In response to these challenges, this study incorporates the Random Forest algorithm to develop a surrogate model for seepage analysis. The Random Forest algorithm offers high accuracy, strong noise resistance, and excellent capability in handling high-dimensional data. Also, it effectively prevents overfitting, demonstrates strong adaptability in regression tasks, and exhibits good robustness [
35]. Compared to deep learning or other advanced machine learning models, Random Forest (RF) has lower computational complexity and better interpretability, making it particularly suitable for small sample data. Furthermore, to improve optimization efficiency, this paper introduces a swarm intelligence optimization algorithm—the Secretary Bird Optimization Algorithm—in the optimization process to establish an RF–SBOA intelligent inversion model for permeability coefficients. The feasibility and effectiveness of the proposed model are validated through a case study of the C-pumped storage power station.
5. Conclusions
This paper establishes an intelligent inversion model for geological permeability coefficients based on the RF–SBOA. The model successfully addresses the inversion problem of geological permeability coefficients for the C-pumped storage power station, revealing the overall distribution characteristics of its natural seepage field and validating the reasonableness of seepage flow and permeability gradient under normal water-storage conditions.
By comparing with the CART, BP, and SVR models, the RF model provides borehole water-level predictions that are closer to the finite-element computation values and demonstrates the lowest performance evaluation metrics. This indicates that the RF model has superior predictive accuracy and generalization capability. Therefore, it can serve as an alternative to the finite-element forward model for seepage calculations, significantly reducing the need for extensive finite-element forward computations.

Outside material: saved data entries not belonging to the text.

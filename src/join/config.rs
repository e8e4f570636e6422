// Licensed to the Apache Software Foundation (ASF) under one
// or more contributor license agreements.  See the NOTICE file
// distributed with this work for additional information
// regarding copyright ownership.  The ASF licenses this file
// to you under the Apache License, Version 2.0 (the
// "License"); you may not use this file except in compliance
// with the License.  You may obtain a copy of the License at
//
//   http://www.apache.org/licenses/LICENSE-2.0
//
// Unless required by applicable law or agreed to in writing,
// software distributed under the License is distributed on an
// "AS IS" BASIS, WITHOUT WARRANTIES OR CONDITIONS OF ANY
// KIND, either express or implied.  See the License for the
// specific language governing permissions and limitations
// under the License.
use std::sync::Arc;

use super::dict::DictionaryLookup;

#[derive(Clone, Copy, Debug, PartialEq, Eq)]
pub enum JoinKind {
    Inner,
    Left,
    Right,
    Full,
    Cross,
}

impl JoinKind {
    pub fn is_left_or_full(self) -> bool {
        matches!(self, JoinKind::Left | JoinKind::Full)
    }

    pub fn is_right_or_full(self) -> bool {
        matches!(self, JoinKind::Right | JoinKind::Full)
    }

    pub fn is_inner_or_right(self) -> bool {
        matches!(self, JoinKind::Inner | JoinKind::Right)
    }
}

/// Match-cardinality flavor of the join.
#[derive(Clone, Copy, Debug, PartialEq, Eq)]
pub enum JoinStrictness {
    /// Pick one match per probe row.
    Any,
    /// Legacy any: single-mapped on every kind, first insertion wins.
    RightAny,
    /// Emit all matches.
    All,
    /// Equality on the leading keys, nearest match on the trailing column.
    Asof,
    Semi,
    Anti,
}

/// Inequality applied as `right_key OP left_key` when picking the as-of row.
#[derive(Clone, Copy, Debug, PartialEq, Eq)]
pub enum AsofInequality {
    Less,
    Greater,
    LessOrEquals,
    GreaterOrEquals,
}

/// Index growth limits checked after every build block. Zero disables a
/// limit.
#[derive(Clone, Copy, Debug, Default)]
pub struct SizeLimits {
    pub max_rows: usize,
    pub max_bytes: usize,
}

impl SizeLimits {
    pub fn check(&self, rows: usize, bytes: usize) -> bool {
        (self.max_rows == 0 || rows <= self.max_rows)
            && (self.max_bytes == 0 || bytes <= self.max_bytes)
    }
}

/// Behavioral knobs of one join operator.
#[derive(Clone)]
pub struct JoinConfig {
    pub kind: JoinKind,
    pub strictness: JoinStrictness,
    pub key_names_left: Vec<String>,
    pub key_names_right: Vec<String>,
    /// Boolean ON-condition columns; rows where the mask is false or null do
    /// not join.
    pub left_mask_column: Option<String>,
    pub right_mask_column: Option<String>,
    /// Widen the respective side's columns to nullable in the output.
    pub nullable_left_side: bool,
    pub nullable_right_side: bool,
    /// Right key columns that must appear in the output, filled from the
    /// corresponding left key column.
    pub required_right_keys: Vec<String>,
    pub asof_inequality: AsofInequality,
    pub size_limits: SizeLimits,
    /// Output bound for the cross-join continuation protocol.
    pub max_joined_block_rows: usize,
    pub dictionary: Option<Arc<dyn DictionaryLookup>>,
}

impl JoinConfig {
    pub fn new(kind: JoinKind, strictness: JoinStrictness) -> Self {
        Self {
            kind,
            strictness,
            key_names_left: Vec::new(),
            key_names_right: Vec::new(),
            left_mask_column: None,
            right_mask_column: None,
            nullable_left_side: false,
            nullable_right_side: false,
            required_right_keys: Vec::new(),
            asof_inequality: AsofInequality::LessOrEquals,
            size_limits: SizeLimits::default(),
            max_joined_block_rows: 65536,
            dictionary: None,
        }
    }
}

/// Reject kind/strictness pairs the probe engine has no semantics for.
pub(crate) fn validate_kind_strictness(
    kind: JoinKind,
    strictness: JoinStrictness,
) -> Result<(), String> {
    let valid = match strictness {
        JoinStrictness::Semi | JoinStrictness::Anti => {
            matches!(kind, JoinKind::Left | JoinKind::Right)
        }
        JoinStrictness::Asof => matches!(kind, JoinKind::Left | JoinKind::Inner),
        JoinStrictness::Any | JoinStrictness::RightAny | JoinStrictness::All => {
            !matches!(kind, JoinKind::Cross)
        }
    };
    if valid || matches!(kind, JoinKind::Cross) {
        Ok(())
    } else {
        Err(format!(
            "unsupported join kind/strictness combination: {:?} {:?}",
            kind, strictness
        ))
    }
}

/// Whether the usage-flag bank must be allocated: a second pass emits
/// unmatched right rows, or a right row may be claimed at most once.
pub(crate) fn flags_required(kind: JoinKind, strictness: JoinStrictness) -> bool {
    match strictness {
        JoinStrictness::Any => !matches!(kind, JoinKind::Left),
        JoinStrictness::RightAny | JoinStrictness::All => kind.is_right_or_full(),
        JoinStrictness::Semi | JoinStrictness::Anti => matches!(kind, JoinKind::Right),
        JoinStrictness::Asof => false,
    }
}

#[cfg(test)]
mod tests {
    use super::*;

    #[test]
    fn semi_asof_combinations_are_restricted() {
        assert!(validate_kind_strictness(JoinKind::Left, JoinStrictness::Semi).is_ok());
        assert!(validate_kind_strictness(JoinKind::Full, JoinStrictness::Semi).is_err());
        assert!(validate_kind_strictness(JoinKind::Inner, JoinStrictness::Asof).is_ok());
        assert!(validate_kind_strictness(JoinKind::Right, JoinStrictness::Asof).is_err());
        assert!(validate_kind_strictness(JoinKind::Cross, JoinStrictness::All).is_ok());
    }

    #[test]
    fn flagged_combinations_match_second_pass_consumers() {
        assert!(flags_required(JoinKind::Inner, JoinStrictness::Any));
        assert!(flags_required(JoinKind::Full, JoinStrictness::Any));
        assert!(!flags_required(JoinKind::Left, JoinStrictness::Any));
        assert!(flags_required(JoinKind::Right, JoinStrictness::All));
        assert!(!flags_required(JoinKind::Inner, JoinStrictness::All));
        assert!(flags_required(JoinKind::Right, JoinStrictness::Semi));
        assert!(!flags_required(JoinKind::Left, JoinStrictness::Anti));
        assert!(!flags_required(JoinKind::Left, JoinStrictness::Asof));
    }
}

The introduction of the SBOA enhances the RF model’s global search capability and optimization efficiency, improving the ability to identify the optimal geological permeability coefficients. The inversion results for borehole water levels are reasonable, with the maximum absolute and relative errors aligning with engineering experience. In comparison with RF–PSO, RF–GWO, and RF–SSA surrogate models, the RF–SBOA demonstrates faster optimization efficiency, stronger global search capabilities, and lower errors. The calculated distribution of the natural seepage field is consistent with the general patterns observed in mountainous seepage fields. Considering the dam body and curtain grouting, during the operational period under normal water-storage conditions, the seepage flow and seepage gradient meet regulatory standards.
The introduction of the RF–SBOA improves the efficiency of the inversion process and offers strong potential for future applications in engineering geological inversion. However, there is still room for improvement. Firstly, this study only employs data from a single borehole in the project area to model and invert the optimal geological permeability coefficient. Determining how to utilize the relationships between different boreholes in modeling requires further research. Secondly, while the accuracy of the RF–SBOA is sufficient for permeability-coefficient inversion in engineering areas, whether it has broader applicability in other fields, such as material parameter inversion in static and dynamic calculations, still needs further investigation and validation.